### What to work on
From the line containing "fn from(duplicates: DuplicatesArg)" down to the line containing "in the snapshot" in the records below, reproduce every line exactly, ends included, and omit all others.

### Task input
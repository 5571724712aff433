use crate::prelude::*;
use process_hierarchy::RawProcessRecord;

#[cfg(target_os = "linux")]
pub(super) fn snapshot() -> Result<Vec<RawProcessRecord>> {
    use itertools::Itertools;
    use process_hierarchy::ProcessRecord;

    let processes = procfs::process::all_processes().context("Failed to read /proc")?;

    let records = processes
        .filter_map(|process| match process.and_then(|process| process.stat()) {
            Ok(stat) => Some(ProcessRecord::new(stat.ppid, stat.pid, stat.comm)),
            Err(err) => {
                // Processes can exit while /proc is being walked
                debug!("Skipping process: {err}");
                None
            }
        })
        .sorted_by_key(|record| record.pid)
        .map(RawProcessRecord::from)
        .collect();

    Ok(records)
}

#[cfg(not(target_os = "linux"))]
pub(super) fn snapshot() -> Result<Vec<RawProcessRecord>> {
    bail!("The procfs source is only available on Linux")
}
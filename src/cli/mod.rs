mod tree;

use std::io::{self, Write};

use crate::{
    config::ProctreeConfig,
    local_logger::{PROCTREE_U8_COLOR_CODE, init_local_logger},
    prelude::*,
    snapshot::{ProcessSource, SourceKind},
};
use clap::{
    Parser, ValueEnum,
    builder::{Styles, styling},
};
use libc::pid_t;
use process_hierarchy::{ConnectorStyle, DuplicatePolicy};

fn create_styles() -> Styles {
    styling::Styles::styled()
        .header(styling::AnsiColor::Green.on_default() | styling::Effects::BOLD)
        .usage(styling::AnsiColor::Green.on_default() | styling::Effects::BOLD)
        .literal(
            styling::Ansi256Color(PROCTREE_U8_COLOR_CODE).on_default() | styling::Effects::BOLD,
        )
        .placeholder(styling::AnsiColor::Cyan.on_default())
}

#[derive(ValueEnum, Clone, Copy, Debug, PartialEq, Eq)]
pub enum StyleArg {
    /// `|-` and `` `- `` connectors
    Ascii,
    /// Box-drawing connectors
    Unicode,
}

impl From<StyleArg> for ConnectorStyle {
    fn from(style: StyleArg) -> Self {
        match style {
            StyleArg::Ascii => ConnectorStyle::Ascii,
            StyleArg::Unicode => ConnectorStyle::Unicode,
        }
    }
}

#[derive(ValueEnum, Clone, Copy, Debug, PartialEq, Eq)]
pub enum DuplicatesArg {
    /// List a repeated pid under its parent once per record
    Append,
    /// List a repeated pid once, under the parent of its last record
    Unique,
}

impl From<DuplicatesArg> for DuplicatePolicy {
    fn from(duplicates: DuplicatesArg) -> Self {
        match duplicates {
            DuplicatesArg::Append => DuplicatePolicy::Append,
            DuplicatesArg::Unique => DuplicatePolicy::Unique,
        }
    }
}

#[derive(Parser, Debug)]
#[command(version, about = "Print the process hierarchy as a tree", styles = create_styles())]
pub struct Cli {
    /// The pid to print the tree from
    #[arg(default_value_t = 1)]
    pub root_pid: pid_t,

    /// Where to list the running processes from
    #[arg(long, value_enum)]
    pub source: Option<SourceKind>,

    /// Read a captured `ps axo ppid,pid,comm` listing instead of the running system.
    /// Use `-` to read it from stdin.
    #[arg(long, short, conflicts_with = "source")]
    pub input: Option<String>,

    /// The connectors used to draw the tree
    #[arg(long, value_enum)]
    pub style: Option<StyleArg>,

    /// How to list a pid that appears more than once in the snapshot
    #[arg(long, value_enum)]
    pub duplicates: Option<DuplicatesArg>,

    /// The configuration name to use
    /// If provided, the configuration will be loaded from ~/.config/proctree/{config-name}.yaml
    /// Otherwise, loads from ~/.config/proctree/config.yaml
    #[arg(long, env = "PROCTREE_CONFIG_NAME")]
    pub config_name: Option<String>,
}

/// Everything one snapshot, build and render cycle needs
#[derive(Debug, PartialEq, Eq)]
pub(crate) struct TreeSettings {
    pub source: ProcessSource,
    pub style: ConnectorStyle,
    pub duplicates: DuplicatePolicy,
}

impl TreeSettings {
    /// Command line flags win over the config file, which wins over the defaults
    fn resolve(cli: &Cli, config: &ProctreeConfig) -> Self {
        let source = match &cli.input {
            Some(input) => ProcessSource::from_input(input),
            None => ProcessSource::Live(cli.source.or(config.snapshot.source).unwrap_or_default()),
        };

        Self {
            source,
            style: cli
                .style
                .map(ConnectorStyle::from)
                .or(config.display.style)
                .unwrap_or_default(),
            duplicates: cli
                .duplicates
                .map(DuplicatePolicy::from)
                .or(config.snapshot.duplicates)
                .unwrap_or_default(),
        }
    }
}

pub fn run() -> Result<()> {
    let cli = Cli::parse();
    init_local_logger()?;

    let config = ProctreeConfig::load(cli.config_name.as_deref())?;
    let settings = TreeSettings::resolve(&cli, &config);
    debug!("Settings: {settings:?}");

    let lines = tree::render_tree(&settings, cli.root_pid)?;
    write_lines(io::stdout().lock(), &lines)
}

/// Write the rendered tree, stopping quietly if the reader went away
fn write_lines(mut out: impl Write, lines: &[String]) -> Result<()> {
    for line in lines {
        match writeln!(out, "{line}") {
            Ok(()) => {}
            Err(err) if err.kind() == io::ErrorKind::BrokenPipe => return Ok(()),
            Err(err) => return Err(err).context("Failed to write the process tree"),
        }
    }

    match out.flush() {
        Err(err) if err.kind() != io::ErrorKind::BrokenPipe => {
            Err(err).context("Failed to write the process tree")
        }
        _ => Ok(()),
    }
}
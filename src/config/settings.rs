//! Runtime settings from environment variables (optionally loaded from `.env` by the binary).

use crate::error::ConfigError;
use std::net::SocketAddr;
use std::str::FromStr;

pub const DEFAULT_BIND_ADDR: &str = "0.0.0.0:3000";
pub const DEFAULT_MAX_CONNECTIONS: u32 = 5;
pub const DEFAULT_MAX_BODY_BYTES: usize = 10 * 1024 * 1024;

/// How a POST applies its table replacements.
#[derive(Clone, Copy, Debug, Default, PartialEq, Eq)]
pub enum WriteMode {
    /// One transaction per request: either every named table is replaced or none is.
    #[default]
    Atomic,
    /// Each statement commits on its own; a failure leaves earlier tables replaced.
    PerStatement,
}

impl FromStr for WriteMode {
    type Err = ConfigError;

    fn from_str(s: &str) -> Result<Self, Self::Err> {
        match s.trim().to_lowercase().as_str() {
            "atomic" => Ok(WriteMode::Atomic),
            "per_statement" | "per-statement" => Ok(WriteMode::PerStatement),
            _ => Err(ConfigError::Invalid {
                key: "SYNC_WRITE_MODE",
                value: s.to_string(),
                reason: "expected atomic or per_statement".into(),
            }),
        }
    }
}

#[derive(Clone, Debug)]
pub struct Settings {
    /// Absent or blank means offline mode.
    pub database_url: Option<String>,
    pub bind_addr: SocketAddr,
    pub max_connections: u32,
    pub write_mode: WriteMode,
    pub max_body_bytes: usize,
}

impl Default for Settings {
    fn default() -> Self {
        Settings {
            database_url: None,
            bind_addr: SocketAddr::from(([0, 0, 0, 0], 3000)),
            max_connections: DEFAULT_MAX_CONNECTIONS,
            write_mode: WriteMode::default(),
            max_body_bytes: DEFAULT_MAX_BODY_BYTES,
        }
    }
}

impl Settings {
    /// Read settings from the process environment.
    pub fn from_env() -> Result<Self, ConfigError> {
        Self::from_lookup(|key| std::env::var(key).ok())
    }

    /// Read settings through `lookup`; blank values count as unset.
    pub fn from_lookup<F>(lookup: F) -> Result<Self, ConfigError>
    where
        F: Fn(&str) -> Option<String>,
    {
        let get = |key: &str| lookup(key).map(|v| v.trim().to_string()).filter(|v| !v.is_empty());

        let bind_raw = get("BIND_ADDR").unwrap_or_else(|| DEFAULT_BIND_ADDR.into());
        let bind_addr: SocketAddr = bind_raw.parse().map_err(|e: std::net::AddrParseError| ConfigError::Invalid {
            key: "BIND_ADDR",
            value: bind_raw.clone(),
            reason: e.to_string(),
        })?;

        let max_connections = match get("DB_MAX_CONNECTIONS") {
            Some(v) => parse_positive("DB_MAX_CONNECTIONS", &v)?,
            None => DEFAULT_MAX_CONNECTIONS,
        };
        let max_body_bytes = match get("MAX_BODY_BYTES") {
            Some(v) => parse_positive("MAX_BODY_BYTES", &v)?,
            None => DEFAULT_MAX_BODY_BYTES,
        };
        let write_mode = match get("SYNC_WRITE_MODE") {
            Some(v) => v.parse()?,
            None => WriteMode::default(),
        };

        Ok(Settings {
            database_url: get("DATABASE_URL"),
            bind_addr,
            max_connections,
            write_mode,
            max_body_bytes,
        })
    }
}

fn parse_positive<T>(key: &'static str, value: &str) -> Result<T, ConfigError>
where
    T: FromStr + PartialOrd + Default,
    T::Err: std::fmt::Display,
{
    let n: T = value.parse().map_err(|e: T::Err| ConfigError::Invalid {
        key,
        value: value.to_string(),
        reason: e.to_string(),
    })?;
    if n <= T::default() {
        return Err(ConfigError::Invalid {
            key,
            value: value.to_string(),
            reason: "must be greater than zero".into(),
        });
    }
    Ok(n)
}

### Output for this exercise
    fn from(duplicates: DuplicatesArg) -> Self {
        match duplicates {
            DuplicatesArg::Append => DuplicatePolicy::Append,
            DuplicatesArg::Unique => DuplicatePolicy::Unique,
        }
    }
}

#[derive(Parser, Debug)]
#[command(version, about = "Print the process hierarchy as a tree", styles = create_styles())]
pub struct Cli {
    /// The pid to print the tree from
    #[arg(default_value_t = 1)]
    pub root_pid: pid_t,

    /// Where to list the running processes from
    #[arg(long, value_enum)]
    pub source: Option<SourceKind>,

    /// Read a captured `ps axo ppid,pid,comm` listing instead of the running system.
    /// Use `-` to read it from stdin.
    #[arg(long, short, conflicts_with = "source")]
    pub input: Option<String>,

    /// The connectors used to draw the tree
    #[arg(long, value_enum)]
    pub style: Option<StyleArg>,

    /// How to list a pid that appears more than once in the snapshot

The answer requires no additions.